Motivasi dan komitmen yang kuat menjadi pendorong utama bagi calon dokter untuk melewati berbagai rintangan. Perjalanan menjadi dokter membutuhkan waktu yang panjang dan dedikasi tinggi. Tanpa motivasi yang membara, proses pendidikan yang berat akan sulit untuk dijalani dengan optimal dan konsisten.
Persiapan Akademik dan Mental yang Matang
Aspek akademik menjadi fondasi awal yang tak bisa ditawar, terutama penguasaan mata pelajaran biologi dan kimia. Kedua mata pelajaran ini merupakan syarat wajib dan akan banyak digunakan dalam kurikulum kedokteran. Memiliki dasar yang kuat di bidang ini akan sangat membantu mahasiswa dalam memahami materi yang lebih kompleks.
Selain kesiapan akademik, kesiapan mental juga memegang peranan vital. Pendidikan kedokteran dikenal memakan waktu yang panjang, seringkali lebih dari enam tahun, dan menuntut konsistensi tinggi. Calon dokter harus siap menghadapi tekanan belajar, ujian yang ketat, serta jam praktik yang panjang.
Motivasi serta komitmen yang jelas juga harus dimiliki oleh calon dokter. Tanpa kedua hal tersebut, proses pendidikan yang berat akan terasa sangat sulit untuk dijalani. Kesiapan ini akan membantu pelajar tetap fokus pada tujuan mulia mereka untuk menjadi seorang dokter.
Proses Seleksi dan Pengalaman Belajar di Kedokteran
Dalam proses seleksi masuk, calon mahasiswa dinilai berdasarkan tiga hal utama. Pertama adalah kemampuan akademik, yang menjadi fondasi penting untuk mengukur penguasaan materi individu. Kedua, kemampuan kognitif yang meliputi penalaran dan pemecahan masalah, menunjukkan potensi berpikir kritis calon mahasiswa.
Aspek ketiga adalah personal, yang dinilai melalui sesi wawancara. Dari wawancara ini, panitia seleksi akan menilai motivasi, integritas, dan kesiapan calon sebagai dokter masa depan. Sesi ini penting untuk memastikan bahwa calon mahasiswa memiliki karakter yang sesuai dengan etika profesi kedokteran.

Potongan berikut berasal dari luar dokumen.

mod common;

use common::{get, url, worker, worker_with};
use std::sync::Arc;
use sw_cache::config::WorkerConfig;
use sw_cache::control::{ControlCommand, ControlReply};
use sw_cache::fallback::OFFLINE_URL;
use sw_cache::lifecycle::LifecycleState;
use sw_cache::memory::MemoryStorage;
use sw_cache::store::{Cache, CacheStorage};
use sw_cache::worker::FetchOutcome;
use sw_cache::{CachedResponse, LifecycleError};

fn snapshot(storage: &MemoryStorage) -> Vec<(String, Vec<(String, Vec<u8>)>)> {
    storage
        .keys()
        .into_iter()
        .map(|name| {
            let cache = storage.open(&name);
            let entries = cache
                .keys()
                .into_iter()
                .map(|k| {
                    let body = cache.get(&k).unwrap().body.to_vec();
                    (k, body)
                })
                .collect();
            (name, entries)
        })
        .collect()
}

#[tokio::test]
async fn activation_leaves_exactly_current_caches() {
    let storage = Arc::new(MemoryStorage::new());
    for old in [
        "drinkware-static-v0",
        "drinkware-dynamic-v0",
        "drinkware-images-v0",
        "some-other-cache",
    ] {
        storage
            .open(old)
            .put("GET /x".into(), CachedResponse::new(200, vec![], "old"));
    }

    let t = worker_with(WorkerConfig::default(), storage);
    t.worker.install().await.unwrap();
    let mut deleted = t.worker.activate().unwrap();
    deleted.sort();

    assert_eq!(deleted.len(), 4);
    assert_eq!(
        t.storage.keys(),
        vec![
            "drinkware-dynamic-v1",
            "drinkware-images-v1",
            "drinkware-static-v1",
        ]
    );
    assert_eq!(t.worker.state(), LifecycleState::Active);
    assert!(t.worker.clients_claimed());
}

#[tokio::test]
async fn version_bump_retires_previous_caches() {
    let storage = Arc::new(MemoryStorage::new());

    let v1 = worker_with(WorkerConfig::default(), storage.clone());
    v1.worker.install().await.unwrap();
    v1.worker.activate().unwrap();

    let v2_config = WorkerConfig {
        version: "v2".into(),
        ..WorkerConfig::default()
    };
    let v2 = worker_with(v2_config, storage.clone());
    v2.worker.install().await.unwrap();
    let deleted = v2.worker.activate().unwrap();

    assert_eq!(deleted.len(), 3);
    assert!(storage.keys().iter().all(|name| name.ends_with("-v2")));
}

#[tokio::test]
async fn install_twice_is_idempotent() {
    let t = worker();
    let first_count = t.worker.install().await.unwrap();
    let first = snapshot(&t.storage);

    let second_count = t.worker.install().await.unwrap();
    let second = snapshot(&t.storage);

    assert_eq!(first_count, second_count);
    assert_eq!(first, second);
    let shell = WorkerConfig::default().shell.len();
    assert_eq!(first_count, shell + 1);
    assert_eq!(t.storage.open("drinkware-static-v1").len(), shell + 1);
}

#[tokio::test]
async fn failed_install_writes_nothing() {
    let t = worker();
    t.fetcher
        .route(url("/assets/js/main.js").as_str(), 404, "missing");

    let err = t.worker.install().await.unwrap_err();
    match err {
        LifecycleError::InstallFailed { failed } => {
            assert_eq!(failed, vec![url("/assets/js/main.js").to_string()]);
        }
        other => panic!("unexpected error: {other}"),
    }
    assert_eq!(t.worker.state(), LifecycleState::Redundant);
    assert!(t.storage.open("drinkware-static-v1").is_empty());
}

#[tokio::test]
async fn install_stores_offline_page() {
    let t = worker();
    t.worker.install().await.unwrap();
    let key = format!("GET {}", url(OFFLINE_URL));
    let page = t.storage.lookup(&key).unwrap();
    assert!(page.stored_at().is_some());
    assert_eq!(page.header("content-type"), Some("text/html; charset=utf-8"));
}

#[tokio::test]
async fn skip_waiting_message_activates() {
    let config = WorkerConfig {
        skip_waiting: false,
        ..WorkerConfig::default()
    };
    let t = worker_with(config, Arc::new(MemoryStorage::new()));
    t.worker.install().await.unwrap();
    assert_eq!(t.worker.state(), LifecycleState::Waiting);

    let reply = t.worker.handle_message(ControlCommand::SkipWaiting);
    assert_eq!(
        reply,
        ControlReply::Ack {
            command: "SKIP_WAITING".into()
        }
    );
    assert_eq!(t.worker.state(), LifecycleState::Active);

    // already active: still acknowledged, nothing changes
    let reply = t.worker.handle_message(ControlCommand::SkipWaiting);
    assert!(matches!(reply, ControlReply::Ack { .. }));
}

#[tokio::test]
async fn sweep_evicts_entries_past_default_age() {
    let t = worker();
    t.worker.install().await.unwrap();
    t.worker.activate().unwrap();

    t.clock.advance(std::time::Duration::from_secs(25 * 60 * 60));
    t.fetcher.route(url("/api/products").as_str(), 200, "[]");
    t.worker.handle_fetch(get("/api/products")).await;

    let evicted = t.worker.sweep();
    assert_eq!(evicted, WorkerConfig::default().shell.len() + 1);
    assert_eq!(t.storage.open("drinkware-static-v1").len(), 0);
    assert_eq!(t.storage.open("drinkware-dynamic-v1").len(), 1);
}

#[tokio::test]
async fn shell_is_served_offline_after_install() {
    let t = worker();
    t.worker.install().await.unwrap();
    t.worker.activate().unwrap();
    t.fetcher.set_offline(true);

    let served = t.worker.handle_fetch(get("/pages/contact.html")).await;
    assert!(matches!(served.outcome, FetchOutcome::Served(_)));
    assert_eq!(common::body(&served.response), "/pages/contact.html");
}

Setelah diterima, mahasiswa akan merasakan pengalaman belajar yang dirancang untuk membentuk dokter seutuhnya. Kurikulum berbasis kompetensi dengan pendekatan student centered learning mendorong mahasiswa untuk lebih aktif selama proses belajar. Hal ini juga diungkapkan oleh Jessica Anggraini, mahasiswi Kedokteran Unika Atmajaya angkatan 2024, yang menekankan pentingnya kesiapan dan keyakinan diri. “Pendaftarannya tidak sulit, hanya perlu masukan dokumen wajib, data diri dan nilai-nilai. Selain itu, saya menyiapkan diri dan berdiskusi dengan keluarga supaya lebih yakin dan pasti sebelum melakukan pendaftaran,” ungkapnya.